Finalmente, muchos virus que infectan organismos grandes, como zooplancton, peces y
mamíferos de crustáceos, serán altamente seleccionados para K y se espera que tengan un ciclo
de vida que dependa de una asociación no virulenta y cercana con la de su huésped. se espera que
los brotes que producen una mortalidad significativa solo esporádicamente, y probablemente se
asocien con una transmisión que está fuera del rango de hospedante normal del virus.
En última instancia, es probable que un organismo determinado se vea afectado por un rango de
diferentes virus que varían marcadamente a lo largo del continuo de selección de r-K. Por ejemplo,
los mamíferos están infectados por herpesvirus que forman infecciones latentes estables con sus
huéspedes y morbiliviruses altamente virulentos que causan moquillo. algunos virus han
puenteado ambos extremos del espectro de selección de r-K. Los mejores ejemplos son los fagos
templados, en los que el ADN vírico se integra de forma estable en el genoma de la célula huésped
y la replicación se produce junto con la célula hospedadora o la replicación viral se produce por
una infección lítica virulenta. Ambas estrategias parecen ser comunes en ambientes
marinos142,159-161. en consecuencia, parece haber dos estrategias ganadoras que son explotadas
por virus marinos. En un extremo del espectro se encuentran los virus altamente virulentos
seleccionados, por ejemplo, el virus lítico y los virus que 2 R infectan a los protistas, que replican
y matan a sus huéspedes en minutos u horas. En el otro extremo se encuentran los virus que son
especialistas de K, que pueden formar una asociación estable con sus anfitriones durante un
período de tiempo indefinido, como el herpesvirus profano y latente.

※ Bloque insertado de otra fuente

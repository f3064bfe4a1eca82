//! Audio module for Windows Core Audio API interactions.
//!
//! This module provides endpoint enumeration, default-device assignment,
//! and volume and mute control. The Windows implementations sit behind the
//! `AudioBackend`/`AudioEndpoints` traits.

pub mod configurator;
pub mod device;
pub mod endpoints;

#[cfg(windows)]
pub mod enumerator;
#[cfg(windows)]
pub mod policy;
#[cfg(windows)]
pub mod volume;

pub use configurator::DeviceConfigurator;
pub use device::{
    AudioDevice, AudioError, DeviceAssignments, DeviceRole, DeviceRoleAssignment, Direction,
};
pub use endpoints::{AudioBackend, AudioEndpoints};

#[cfg(windows)]
pub use enumerator::{ComGuard, CoreAudio, DeviceEnumerator};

ya sea que los escenarios esbozados anteriormente sean o no responsables de las estructuras de
población altamente desiguales que son características de las comunidades microbianas marinas,
en las cuales pocos taxones son numéricamente dominantes, requieren más exploración
Conclusiones
A pesar de la importancia de los virus y los procesos virales en el océano, las estimaciones
cuantitativas de las tasas de infección y la mortalidad mediada por virus siguen estando
escasamente limitadas. Como resultado, nuestra comprensión de los efectos de los virus sobre las
propiedades emergentes, como la estructura de la comunidad o las tasas de ciclos de nutrientes
está lejos de ser completa. Del mismo modo, estamos lejos de poder traducir la complejidad
genética de los virus marinos en una comprensión del potencial biológico. Sin embargo, el futuro
parece prometedor, ya que los métodos de alto rendimiento para la toma de huellas digitales y la
secuenciación de ácidos nucleicos, así como la enumeración viral, están comenzando a ofrecer
una visión amplia de la distribución y composición de comunidades virales en el mar.